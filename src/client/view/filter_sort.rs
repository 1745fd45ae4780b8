//! Filtering and ordering of annotated products and resource lists.
//!
//! The engine is stateless: the caller owns the [`SortState`] and the query text and
//! passes them in on every call.

use std::cmp::Ordering;

use crate::{client::view::expiration::AnnotatedProduct, model::resource::ResourceDto};

#[derive(Debug, Clone, Copy, PartialEq, Eq, Default)]
pub enum SortKey {
    #[default]
    Expiration,
    Name,
    Category,
    Quantity,
    CreatedAt,
}

/// Sort key plus direction, as held by the list view.
#[derive(Debug, Clone, Copy, PartialEq, Eq)]
pub struct SortState {
    pub key: SortKey,
    pub ascending: bool,
}

impl Default for SortState {
    fn default() -> Self {
        Self {
            key: SortKey::default(),
            ascending: true,
        }
    }
}

impl SortState {
    /// Selecting the active key flips the direction; a new key starts ascending.
    pub fn select(&mut self, key: SortKey) {
        if self.key == key {
            self.ascending = !self.ascending;
        } else {
            self.key = key;
            self.ascending = true;
        }
    }
}

/// Case-insensitive comparison approximating a locale collation.
///
/// Accented Latin letters compare as their base letter first, so "Éclair" sorts before
/// "Zucchini", and the unaccented spelling wins a tie. Strings differing only in case
/// order lower-case first. Ligatures such as "æ" or "ß" are not expanded.
pub fn locale_cmp(a: &str, b: &str) -> Ordering {
    let (a_lower, b_lower) = (a.to_lowercase(), b.to_lowercase());

    a_lower
        .chars()
        .map(base_letter)
        .cmp(b_lower.chars().map(base_letter))
        .then_with(|| a_lower.cmp(&b_lower))
        .then_with(|| b.cmp(a))
}

/// Strips the diacritic from a lower-case Latin letter.
fn base_letter(c: char) -> char {
    match c {
        'à'..='å' | 'ā' | 'ă' | 'ą' => 'a',
        'ç' | 'ć' | 'č' => 'c',
        'ď' => 'd',
        'è'..='ë' | 'ē' | 'ę' | 'ě' => 'e',
        'ì'..='ï' | 'ī' => 'i',
        'ł' => 'l',
        'ñ' | 'ń' | 'ň' => 'n',
        'ò'..='ö' | 'ø' | 'ō' | 'ő' => 'o',
        'ř' => 'r',
        'ś' | 'š' => 's',
        'ť' => 't',
        'ù'..='ü' | 'ū' | 'ů' | 'ű' => 'u',
        'ý' | 'ÿ' => 'y',
        'ź' | 'ż' | 'ž' => 'z',
        _ => c,
    }
}

fn matches_query(name: &str, query: &str) -> bool {
    query.is_empty() || name.to_lowercase().contains(&query.to_lowercase())
}

fn directed(ordering: Ordering, ascending: bool) -> Ordering {
    if ascending {
        ordering
    } else {
        ordering.reverse()
    }
}

/// Urgency-first expiration ordering.
///
/// Expired products always come before unexpired ones. Among expired products an
/// ascending sort puts the most overdue first; among unexpired ones it puts the
/// soonest to expire first.
fn compare_expiration(a: &AnnotatedProduct, b: &AnnotatedProduct, ascending: bool) -> Ordering {
    match (a.is_expired, b.is_expired) {
        (true, true) => directed(b.days_left.cmp(&a.days_left), ascending),
        (true, false) => Ordering::Less,
        (false, true) => Ordering::Greater,
        (false, false) => directed(a.days_left.cmp(&b.days_left), ascending),
    }
}

pub fn compare(a: &AnnotatedProduct, b: &AnnotatedProduct, sort: SortState) -> Ordering {
    match sort.key {
        SortKey::Expiration => compare_expiration(a, b, sort.ascending),
        SortKey::Name => directed(
            locale_cmp(&a.product.name, &b.product.name),
            sort.ascending,
        ),
        SortKey::Category => directed(
            locale_cmp(&a.category_name, &b.category_name),
            sort.ascending,
        ),
        SortKey::Quantity => directed(
            a.product.quantity.cmp(&b.product.quantity),
            sort.ascending,
        ),
        SortKey::CreatedAt => directed(
            a.product.created_at.cmp(&b.product.created_at),
            sort.ascending,
        ),
    }
}

/// Keeps products whose name contains `query` (case-insensitive) and orders them by `sort`.
pub fn filter_and_sort(
    products: Vec<AnnotatedProduct>,
    query: &str,
    sort: SortState,
) -> Vec<AnnotatedProduct> {
    let mut products: Vec<AnnotatedProduct> = products
        .into_iter()
        .filter(|p| matches_query(&p.product.name, query))
        .collect();

    products.sort_by(|a, b| compare(a, b, sort));

    products
}

/// Resource list for the management page: filtered by name and ordered alphabetically.
pub fn filter_resources(resources: &[ResourceDto], query: &str) -> Vec<ResourceDto> {
    let mut resources: Vec<ResourceDto> = resources
        .iter()
        .filter(|r| matches_query(&r.name, query))
        .cloned()
        .collect();

    resources.sort_by(|a, b| locale_cmp(&a.name, &b.name));

    resources
}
----
# WORK REQUEST
Please retype the entries above in full, exactly as they stand.

# RESULT
filename src/client/view/filter_sort.rs
repository 1745fd45ae4780b8
//! Filtering and ordering of annotated products and resource lists.
//!
//! The engine is stateless: the caller owns the [`SortState`] and the query text and
//! passes them in on every call.

use std::cmp::Ordering;

use crate::{client::view::expiration::AnnotatedProduct, model::resource::ResourceDto};

#[derive(Debug, Clone, Copy, PartialEq, Eq, Default)]
pub enum SortKey {
    #[default]
    Expiration,
    Name,
    Category,
    Quantity,
    CreatedAt,
}

/// Sort key plus direction, as held by the list view.
#[derive(Debug, Clone, Copy, PartialEq, Eq)]
pub struct SortState {
    pub key: SortKey,
    pub ascending: bool,
}

impl Default for SortState {
    fn default() -> Self {
        Self {
            key: SortKey::default(),
            ascending: true,
        }
    }
}

impl SortState {
    /// Selecting the active key flips the direction; a new key starts ascending.
    pub fn select(&mut self, key: SortKey) {
        if self.key == key {
            self.ascending = !self.ascending;
        } else {
            self.key = key;
            self.ascending = true;
        }
    }
}

/// Case-insensitive comparison approximating a locale collation.
///
/// Accented Latin letters compare as their base letter first, so "Éclair" sorts before
/// "Zucchini", and the unaccented spelling wins a tie. Strings differing only in case
/// order lower-case first. Ligatures such as "æ" or "ß" are not expanded.
pub fn locale_cmp(a: &str, b: &str) -> Ordering {
    let (a_lower, b_lower) = (a.to_lowercase(), b.to_lowercase());

    a_lower
        .chars()
        .map(base_letter)
        .cmp(b_lower.chars().map(base_letter))
        .then_with(|| a_lower.cmp(&b_lower))
        .then_with(|| b.cmp(a))
}

/// Strips the diacritic from a lower-case Latin letter.
fn base_letter(c: char) -> char {
    match c {
        'à'..='å' | 'ā' | 'ă' | 'ą' => 'a',
        'ç' | 'ć' | 'č' => 'c',
        'ď' => 'd',
        'è'..='ë' | 'ē' | 'ę' | 'ě' => 'e',
        'ì'..='ï' | 'ī' => 'i',
        'ł' => 'l',
        'ñ' | 'ń' | 'ň' => 'n',
        'ò'..='ö' | 'ø' | 'ō' | 'ő' => 'o',
        'ř' => 'r',
        'ś' | 'š' => 's',
        'ť' => 't',
        'ù'..='ü' | 'ū' | 'ů' | 'ű' => 'u',
        'ý' | 'ÿ' => 'y',
        'ź' | 'ż' | 'ž' => 'z',
        _ => c,
    }
}

fn matches_query(name: &str, query: &str) -> bool {
    query.is_empty() || name.to_lowercase().contains(&query.to_lowercase())
}

fn directed(ordering: Ordering, ascending: bool) -> Ordering {
    if ascending {
        ordering
    } else {
        ordering.reverse()
    }
}

/// Urgency-first expiration ordering.
///
/// Expired products always come before unexpired ones. Among expired products an
/// ascending sort puts the most overdue first; among unexpired ones it puts the
/// soonest to expire first.
fn compare_expiration(a: &AnnotatedProduct, b: &AnnotatedProduct, ascending: bool) -> Ordering {
    match (a.is_expired, b.is_expired) {
        (true, true) => directed(b.days_left.cmp(&a.days_left), ascending),
        (true, false) => Ordering::Less,
        (false, true) => Ordering::Greater,
        (false, false) => directed(a.days_left.cmp(&b.days_left), ascending),
    }
}

pub fn compare(a: &AnnotatedProduct, b: &AnnotatedProduct, sort: SortState) -> Ordering {
    match sort.key {
        SortKey::Expiration => compare_expiration(a, b, sort.ascending),
        SortKey::Name => directed(
            locale_cmp(&a.product.name, &b.product.name),
            sort.ascending,
        ),
        SortKey::Category => directed(
            locale_cmp(&a.category_name, &b.category_name),
            sort.ascending,
        ),
        SortKey::Quantity => directed(
            a.product.quantity.cmp(&b.product.quantity),
            sort.ascending,
        ),
        SortKey::CreatedAt => directed(
            a.product.created_at.cmp(&b.product.created_at),
            sort.ascending,
        ),
    }
}

/// Keeps products whose name contains `query` (case-insensitive) and orders them by `sort`.
pub fn filter_and_sort(
    products: Vec<AnnotatedProduct>,
    query: &str,
    sort: SortState,
) -> Vec<AnnotatedProduct> {
    let mut products: Vec<AnnotatedProduct> = products
        .into_iter()
        .filter(|p| matches_query(&p.product.name, query))
        .collect();

    products.sort_by(|a, b| compare(a, b, sort));

    products
}

/// Resource list for the management page: filtered by name and ordered alphabetically.
pub fn filter_resources(resources: &[ResourceDto], query: &str) -> Vec<ResourceDto> {
    let mut resources: Vec<ResourceDto> = resources
        .iter()
        .filter(|r| matches_query(&r.name, query))
        .cloned()
        .collect();

    resources.sort_by(|a, b| locale_cmp(&a.name, &b.name));

    resources
}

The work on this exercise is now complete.